Storage sees healthy rise
Research firm IDC reveals the global IT market staged a healthy comeback last year, with expenditure on IT products and services rising 8% from 2009 to more than $1.5 trillion, reports The Economic Times.
The market research firm's 2010 report indicated that the IT industry registered its fastest growth rate since 2007 during the year.
The demand for new hardware such as storage drove the 2010 rebound, as hardware equipment spending rose by 16% to reach $611 billion.
Data growth still a challenge
Experts claim the growing use of virtualisation is a major reason why organisations need more performance from storage subsystems, states IT Wire.
The demand for increased storage performance "is really driven by hypervisors," says Hu Yoshida, chief technology officer at Hitachi Data Systems.
The company's approach is to use solid state drives or to stripe data across a larger number of hard drives than would otherwise be required. The company says it also uses automatic load balancing to deliver the necessary performance.

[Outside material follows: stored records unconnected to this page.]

use std::path::Path;

use crate::config::schema::Settings;
use crate::error::ConfigError;

pub fn load_settings<P: AsRef<Path>>(path: P) -> Result<Settings, ConfigError> {
    let path = path.as_ref();
    let content = std::fs::read_to_string(path).map_err(|e| ConfigError::ReadFile {
        path: path.to_path_buf(),
        source: e,
    })?;

    load_settings_from_str(&content)
}

pub fn load_settings_from_str(content: &str) -> Result<Settings, ConfigError> {
    let settings: Settings = if content.trim().is_empty() {
        Settings::default()
    } else {
        serde_yaml::from_str(content)?
    };

    validate_settings(&settings)?;

    Ok(settings)
}

fn validate_settings(settings: &Settings) -> Result<(), ConfigError> {
    let invalid = |message: String| ConfigError::Validation { message };

    if settings.database_path.trim().is_empty() {
        return Err(invalid("database_path must not be empty".to_string()));
    }
    if settings.provider_timeout_secs == 0 {
        return Err(invalid("provider_timeout_secs must be greater than 0".to_string()));
    }

    let pipeline = &settings.pipeline;
    if pipeline.poll_interval_secs == 0 {
        return Err(invalid("pipeline.poll_interval_secs must be greater than 0".to_string()));
    }
    if pipeline.max_wait_secs < pipeline.poll_interval_secs {
        return Err(invalid(format!(
            "pipeline.max_wait_secs ({}) must be at least poll_interval_secs ({})",
            pipeline.max_wait_secs, pipeline.poll_interval_secs
        )));
    }

    for (provider, cost) in &settings.unit_costs {
        if !cost.is_finite() || *cost < 0.0 {
            return Err(invalid(format!(
                "unit cost for '{}' must be a non-negative number, got {}",
                provider, cost
            )));
        }
    }

    let defaults = &settings.defaults;
    for (field, value) in [
        ("music_provider", &defaults.music_provider),
        ("image_provider", &defaults.image_provider),
        ("video_provider", &defaults.video_provider),
    ] {
        if value.trim().is_empty() {
            return Err(invalid(format!("defaults.{} must not be empty", field)));
        }
    }

    Ok(())
}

Oracle shifts to the cloud
Oracle has unveiled a cloud-based storage system, dubbed 'Cloud File System', which it claims will ease the path for businesses to shift their IT operations to the cloud, says Internet News.com.
"There are two components, the volume manager sits on top of the file manager, so it looks like any industry standard file system," explains Bob Thome, Oracle's director of product management.
Oracle is billing the new product as a tool to help enterprises bring their applications, databases and storage to the cloud.